Activated Human Neonatal CD8+ T Cells Are Subject to Immunomodulation by Direct TLR2 or TLR5 Stimulation

In conditions of optimal priming, the neonate possess competency to mount quantitatively adult-like responses. Vaccine formulations containing sufficiently potent adjuvants may overcome the neonates’ natural tendency for immunosuppression and provoke a similarly robust immune response. TLR expression on T cells represents the possibility of directly enhancing T cell immunity.

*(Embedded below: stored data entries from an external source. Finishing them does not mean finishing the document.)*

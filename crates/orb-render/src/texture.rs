//! Texture decoding, mip generation, upload and caching.
//!
//! Images are decoded with the `image` crate, mipmapped on the CPU, and
//! uploaded as `Rgba8UnormSrgb`. Textures are cached by name for the life of
//! the renderer, so switching scenes never decodes the same file twice.

use std::collections::HashMap;
use std::path::{Path, PathBuf};
use std::sync::Arc;

use image::RgbaImage;

pub const FORMAT: wgpu::TextureFormat = wgpu::TextureFormat::Rgba8UnormSrgb;

#[derive(Debug, thiserror::Error)]
pub enum TextureError {
    #[error("texture dimensions must be non-zero, got {width}x{height}")]
    ZeroDimensions { width: u32, height: u32 },

    #[error("texture {width}x{height} exceeds the device limit of {limit}")]
    TooLarge { width: u32, height: u32, limit: u32 },

    #[error("failed to load image {path}: {source}")]
    ImageLoad {
        path: PathBuf,
        #[source]
        source: image::ImageError,
    },
}

/// A resident GPU texture and its default view.
pub struct ManagedTexture {
    pub texture: wgpu::Texture,
    pub view: wgpu::TextureView,
    pub dimensions: (u32, u32),
    pub mip_level_count: u32,
}

/// Stand-ins used when an image is missing or cannot be decoded.
#[derive(Debug, Clone, Copy, PartialEq, Eq)]
pub enum Placeholder {
    /// 1×1 white; leaves the material color untouched.
    White,
    Day,
    Night,
    Clouds,
}

impl Placeholder {
    const WIDTH: u32 = 128;
    const HEIGHT: u32 = 64;

    /// Procedural equirectangular image that reads as the right kind of map.
    #[must_use]
    pub fn image(self) -> RgbaImage {
        if self == Self::White {
            return RgbaImage::from_pixel(1, 1, image::Rgba([255, 255, 255, 255]));
        }
        RgbaImage::from_fn(Self::WIDTH, Self::HEIGHT, |x, y| {
            let lon = x as f32 / Self::WIDTH as f32 * std::f32::consts::TAU;
            let lat = (y as f32 / Self::HEIGHT as f32 - 0.5) * std::f32::consts::PI;
            let land = (lon * 3.0).sin() * (lat * 4.0).cos() + (lon * 7.0 + lat * 5.0).sin() * 0.4;
            let pixel = match self {
                Self::Day if lat.abs() > 1.3 => [235, 240, 245],
                Self::Day if land > 0.35 => [70, 110, 50],
                Self::Day => [20, 50, 110],
                Self::Night if land > 0.35 && (x * 7 + y * 13) % 11 == 0 => [255, 200, 120],
                Self::Night => [4, 6, 14],
                Self::Clouds => {
                    let c = ((lon * 5.0 + lat * 9.0).sin() * (lat * 6.0).cos()).max(0.0);
                    let v = (c * 255.0) as u8;
                    [v, v, v]
                }
                Self::White => [255, 255, 255],
            };
            image::Rgba([pixel[0], pixel[1], pixel[2], 255])
        })
    }
}

/// Number of mip levels for a full chain down to 1×1.
#[must_use]
pub fn mip_level_count(width: u32, height: u32) -> u32 {
    32 - width.max(height).max(1).leading_zeros()
}

/// Base image followed by successively halved levels.
#[must_use]
pub fn mip_chain(base: RgbaImage) -> Vec<RgbaImage> {
    let mut chain = vec![base];
    while let Some(prev) = chain.last()
        && (prev.width() > 1 || prev.height() > 1)
    {
        let (w, h) = ((prev.width() / 2).max(1), (prev.height() / 2).max(1));
        let next = image::imageops::resize(prev, w, h, image::imageops::FilterType::Triangle);
        chain.push(next);
    }
    chain
}

/// Decode an image file into RGBA8.
pub fn decode_image(path: &Path) -> Result<RgbaImage, TextureError> {
    let img = image::open(path).map_err(|source| TextureError::ImageLoad {
        path: path.to_path_buf(),
        source,
    })?;
    Ok(img.to_rgba8())
}

/// Name-keyed cache of uploaded textures.
#[derive(Default)]
pub struct TextureCache {
    textures: HashMap<String, Arc<ManagedTexture>>,
}

impl TextureCache {
    #[must_use]
    pub fn new() -> Self {
        Self::default()
    }

    #[must_use]
    pub fn get(&self, name: &str) -> Option<Arc<ManagedTexture>> {
        self.textures.get(name).cloned()
    }

    #[must_use]
    pub(crate) fn len(&self) -> usize {
        self.textures.len()
    }

    /// Upload `image` under `name`, or return the cached texture.
    pub fn upload(
        &mut self,
        device: &wgpu::Device,
        queue: &wgpu::Queue,
        name: &str,
        image: RgbaImage,
    ) -> Result<Arc<ManagedTexture>, TextureError> {
        if let Some(existing) = self.get(name) {
            return Ok(existing);
        }

        let (width, height) = image.dimensions();
        validate_dimensions(width, height, device.limits().max_texture_dimension_2d)?;

        let levels = mip_chain(image);
        let texture = device.create_texture(&wgpu::TextureDescriptor {
            label: Some(name),
            size: wgpu::Extent3d {
                width,
                height,
                depth_or_array_layers: 1,
            },
            mip_level_count: levels.len() as u32,
            sample_count: 1,
            dimension: wgpu::TextureDimension::D2,
            format: FORMAT,
            usage: wgpu::TextureUsages::TEXTURE_BINDING | wgpu::TextureUsages::COPY_DST,
            view_formats: &[],
        });

        for (level, img) in levels.iter().enumerate() {
            queue.write_texture(
                wgpu::TexelCopyTextureInfo {
                    texture: &texture,
                    mip_level: level as u32,
                    origin: wgpu::Origin3d::ZERO,
                    aspect: wgpu::TextureAspect::All,
                },
                img.as_raw(),
                wgpu::TexelCopyBufferLayout {
                    offset: 0,
                    bytes_per_row: Some(4 * img.width()),
                    rows_per_image: None,
                },
                wgpu::Extent3d {
                    width: img.width(),
                    height: img.height(),
                    depth_or_array_layers: 1,
                },
            );
        }

        let view = texture.create_view(&wgpu::TextureViewDescriptor::default());
        let managed = Arc::new(ManagedTexture {
            texture,
            view,
            dimensions: (width, height),
            mip_level_count: levels.len() as u32,
        });
        self.textures.insert(name.to_string(), Arc::clone(&managed));
        log::info!(
            "Uploaded texture '{name}' ({width}x{height}, {} mips)",
            levels.len()
        );
        Ok(managed)
    }

    /// Load `path` keyed by its display string. Falls back to `placeholder`
    /// with a warning when the file is missing, undecodable or oversized.
    pub fn load_or_placeholder(
        &mut self,
        device: &wgpu::Device,
        queue: &wgpu::Queue,
        path: &Path,
        placeholder: Placeholder,
    ) -> Result<Arc<ManagedTexture>, TextureError> {
        let name = path.display().to_string();
        if let Some(existing) = self.get(&name) {
            return Ok(existing);
        }
        match decode_image(path).and_then(|img| self.upload(device, queue, &name, img)) {
            Ok(texture) => Ok(texture),
            Err(err) => {
                log::warn!("{err}; using {placeholder:?} placeholder");
                let texture = self.placeholder(device, queue, placeholder)?;
                self.textures.insert(name, Arc::clone(&texture));
                Ok(texture)
            }
        }
    }

    /// The shared 1×1 white texture.
    pub fn white(
        &mut self,
        device: &wgpu::Device,
        queue: &wgpu::Queue,
    ) -> Result<Arc<ManagedTexture>, TextureError> {
        self.placeholder(device, queue, Placeholder::White)
    }

    fn placeholder(
        &mut self,
        device: &wgpu::Device,
        queue: &wgpu::Queue,
        kind: Placeholder,
    ) -> Result<Arc<ManagedTexture>, TextureError> {
        let key = format!("placeholder:{kind:?}");
        match self.get(&key) {
            Some(texture) => Ok(texture),
            None => self.upload(device, queue, &key, kind.image()),
        }
    }
}

fn validate_dimensions(width: u32, height: u32, limit: u32) -> Result<(), TextureError> {
    if width == 0 || height == 0 {
        return Err(TextureError::ZeroDimensions { width, height });
    }
    if width > limit || height > limit {
        return Err(TextureError::TooLarge {
            width,
            height,
            limit,
        });
    }
    Ok(())
}

#[cfg(test)]
mod tests {
    use super::*;
    use crate::depth::create_test_device_queue;

    #[test]
    fn test_mip_level_count() {
        assert_eq!(mip_level_count(1, 1), 1);
        assert_eq!(mip_level_count(2, 2), 2);
        assert_eq!(mip_level_count(256, 256), 9);
        assert_eq!(mip_level_count(2048, 1024), 12);
        assert_eq!(mip_level_count(0, 0), 1);
    }

    #[test]
    fn test_mip_chain_halves_to_one() {
        let chain = mip_chain(RgbaImage::new(16, 4));
        let sizes: Vec<_> = chain.iter().map(|i| i.dimensions()).collect();
        assert_eq!(sizes, vec![(16, 4), (8, 2), (4, 1), (2, 1), (1, 1)]);
    }

    #[test]
    fn test_validate_dimensions() {
        assert!(matches!(
            validate_dimensions(0, 4, 8192),
            Err(TextureError::ZeroDimensions { .. })
        ));
        assert!(matches!(
            validate_dimensions(16384, 8, 8192),
            Err(TextureError::TooLarge { .. })
        ));
        assert!(validate_dimensions(2048, 1024, 8192).is_ok());
    }

    #[test]
    fn test_placeholder_shapes() {
        assert_eq!(Placeholder::White.image().dimensions(), (1, 1));
        let day = Placeholder::Day.image();
        assert_eq!(day.dimensions(), (128, 64));
        assert!(day.pixels().all(|p| p.0[3] == 255));
    }

    #[test]
    fn test_night_placeholder_is_darker_than_day() {
        let mean = |img: RgbaImage| {
            img.pixels()
                .map(|p| p.0[..3].iter().map(|&c| u64::from(c)).sum::<u64>())
                .sum::<u64>()
        };
        assert!(mean(Placeholder::Night.image()) < mean(Placeholder::Day.image()));
    }

    #[test]
    fn test_decode_missing_file_reports_path() {
        let dir = tempfile::tempdir().unwrap();
        let path = dir.path().join("2k_earth_daymap.jpg");
        let err = decode_image(&path).unwrap_err();
        assert!(err.to_string().contains("2k_earth_daymap.jpg"));
    }

    #[test]
    fn test_decode_png_roundtrip_from_disk() {
        let dir = tempfile::tempdir().unwrap();
        let path = dir.path().join("tiny.png");
        RgbaImage::from_pixel(4, 2, image::Rgba([10, 20, 30, 255]))
            .save(&path)
            .unwrap();
        let img = decode_image(&path).unwrap();
        assert_eq!(img.dimensions(), (4, 2));
        assert_eq!(img.get_pixel(3, 1).0, [10, 20, 30, 255]);
    }

    #[test]
    fn test_cache_falls_back_and_dedupes() {
        let Some((device, queue)) = create_test_device_queue() else {
            return;
        };
        let mut cache = TextureCache::new();
        let missing = Path::new("/nonexistent/2k_earth_clouds.jpg");
        let a = cache
            .load_or_placeholder(&device, &queue, missing, Placeholder::Clouds)
            .unwrap();
        let b = cache
            .load_or_placeholder(&device, &queue, missing, Placeholder::Clouds)
            .unwrap();
        assert!(Arc::ptr_eq(&a, &b));
        assert_eq!(a.dimensions, (128, 64));
        assert_eq!(a.mip_level_count, 8);
    }
}
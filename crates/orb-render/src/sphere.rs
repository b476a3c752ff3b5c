//! Latitude/longitude sphere mesh with equirectangular UVs.

use glam::Vec3;

/// CPU-side unit sphere. Scale with the model matrix for other radii.
pub struct SphereMesh {
    pub positions: Vec<Vec3>,
    /// Same as positions on a unit sphere.
    pub normals: Vec<Vec3>,
    /// `u` wraps west to east, `v` runs north (0) to south (1).
    pub uvs: Vec<[f32; 2]>,
    pub indices: Vec<u32>,
}

/// Generate a unit sphere with `width_segments` around the equator and
/// `height_segments` from pole to pole.
///
/// The seam column is duplicated so UVs do not wrap backwards, and pole
/// rows emit a single triangle per quad. Triangles wind counter-clockwise
/// seen from outside.
pub fn generate_uv_sphere(width_segments: u32, height_segments: u32) -> SphereMesh {
    let ws = width_segments.max(3);
    let hs = height_segments.max(2);
    let cols = ws + 1;
    let vertex_count = (cols * (hs + 1)) as usize;

    let mut positions = Vec::with_capacity(vertex_count);
    let mut uvs = Vec::with_capacity(vertex_count);

    for iy in 0..=hs {
        let v = iy as f32 / hs as f32;
        let (sin_t, cos_t) = (v * std::f32::consts::PI).sin_cos();
        for ix in 0..=ws {
            let u = ix as f32 / ws as f32;
            let (sin_p, cos_p) = (u * std::f32::consts::TAU).sin_cos();
            positions.push(Vec3::new(-cos_p * sin_t, cos_t, sin_p * sin_t));
            uvs.push([u, v]);
        }
    }

    let mut indices = Vec::with_capacity((ws * (hs - 1) * 6) as usize);
    for iy in 0..hs {
        for ix in 0..ws {
            let a = iy * cols + ix + 1;
            let b = iy * cols + ix;
            let c = (iy + 1) * cols + ix;
            let d = (iy + 1) * cols + ix + 1;
            if iy != 0 {
                indices.extend_from_slice(&[a, b, d]);
            }
            if iy != hs - 1 {
                indices.extend_from_slice(&[b, c, d]);
            }
        }
    }

    SphereMesh {
        normals: positions.clone(),
        positions,
        uvs,
        indices,
    }
}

We examined the ex vivo responsiveness of highly purified human cord blood-derived CD8+ T cells to direct TLR ligation by a repertoire of TLR agonists. In concert with TCR stimulation, only Pam3Cys (palmitoyl-3-Cys-Ser-(Lys)4) and flagellin monomers significantly enhanced proliferation, CD25+ expression, IL-2, IFN-γ, TNF-α, and intracellular granzyme B expression. TLR2 and TLR5 mRNA was detected in the CD8+ T cells. Blocking studies confirmed that the increase in IFN-γ production was by the direct triggering of surface TLR2 or TLR5. The simultaneous exposure of CD8+ T cells to both TLR agonists had an additive effect on IFN-γ production. These data suggest that a combination of the two TLR ligands would be a potent T cell adjuvant. This may represent a new approach to TLR agonist-based adjuvant design for future human neonatal vaccination strategies requiring a CD8+ component.